═════ GIVEN DATA

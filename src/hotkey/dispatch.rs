//! Single-subscriber delivery of decoded hotkey events.
//!
//! A bounded channel replaces the observer-style multi-handler hookup: there
//! is exactly one active subscriber, and delivery from the pump thread blocks
//! when the subscriber lags, which queues further OS notifications behind the
//! pump (the intended backpressure).

use tokio::sync::mpsc;
use tracing::{trace, warn};

use super::event::HotkeyEvent;

/// Sending half, owned by the pump thread's backend.
pub struct Dispatcher {
    tx: mpsc::Sender<HotkeyEvent>,
}

/// The single active subscriber.
pub struct Subscription {
    rx: mpsc::Receiver<HotkeyEvent>,
}

impl Dispatcher {
    /// Create a dispatcher and its one subscription.
    pub fn channel(capacity: usize) -> (Dispatcher, Subscription) {
        let (tx, rx) = mpsc::channel(capacity);
        (Dispatcher { tx }, Subscription { rx })
    }

    /// Deliver one event. Called from the pump thread, never from async
    /// context. A dropped subscription downgrades delivery to a warning.
    pub fn deliver(&self, event: HotkeyEvent) {
        trace!(?event, "delivering hotkey event");
        if self.tx.blocking_send(event).is_err() {
            warn!(?event, "hotkey event dropped - subscriber went away");
        }
    }
}

impl Subscription {
    /// Receive the next activation. `None` once the pump has shut down.
    pub async fn recv(&mut self) -> Option<HotkeyEvent> {
        self.rx.recv().await
    }

    /// Non-blocking receive for synchronous callers.
    pub fn try_recv(&mut self) -> Option<HotkeyEvent> {
        self.rx.try_recv().ok()
    }
}
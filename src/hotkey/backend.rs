//! Platform capability interface for the hotkey message pump.
//!
//! A backend owns the OS-side receiver and its blocking event loop. The loop
//! runs on the thread `run` is called on (the pump thread the listener
//! spawns), because registration and the receiver are tied to that thread by
//! the OS. Everything that crosses thread boundaries goes through the command
//! channel and the waker.

use std::sync::mpsc;

use super::dispatch::Dispatcher;
use super::registrar::RegistrationError;
use crate::keys::{KeyCode, ModifierSet};

/// Requests marshaled onto the pump thread.
pub enum PumpCommand {
    Register {
        key: KeyCode,
        modifiers: ModifierSet,
        reply: mpsc::Sender<Result<(), RegistrationError>>,
    },
    Unregister {
        reply: mpsc::Sender<Result<(), RegistrationError>>,
    },
    Shutdown,
}

/// Nudges the pump loop after a command has been queued. Sent back by the
/// backend once its receiver exists, since the wake mechanism usually needs a
/// handle only the pump thread can create.
pub trait PumpWaker: Send {
    fn wake(&self);
}

/// A platform hotkey engine.
pub trait HotkeyBackend: Send + 'static {
    fn name(&self) -> &'static str;

    /// Create the receiver on the current thread, report readiness (with a
    /// waker) or an initialization error through `ready`, then pump until a
    /// `Shutdown` command arrives. Decoded activations go out through
    /// `events`.
    fn run(
        self: Box<Self>,
        ready: mpsc::Sender<Result<Box<dyn PumpWaker>, HotkeyError>>,
        commands: mpsc::Receiver<PumpCommand>,
        events: Dispatcher,
    );
}

/// Listener lifecycle errors.
#[derive(Debug, thiserror::Error)]
pub enum HotkeyError {
    #[error("hotkey listener is already armed")]
    AlreadyArmed,

    #[error("hotkey listener has been disposed")]
    Disposed,

    #[error("failed to spawn pump thread: {0}")]
    ThreadSpawn(String),

    #[error("hotkey backend failed to initialize: {0}")]
    BackendInit(String),

    #[error("pump thread did not report readiness in time")]
    StartTimeout,
}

══════════

_WORK REQUIRED_
Your reply should consist of one number: how many lines above contain the word "through".

_REPLY TO THE TASK_
3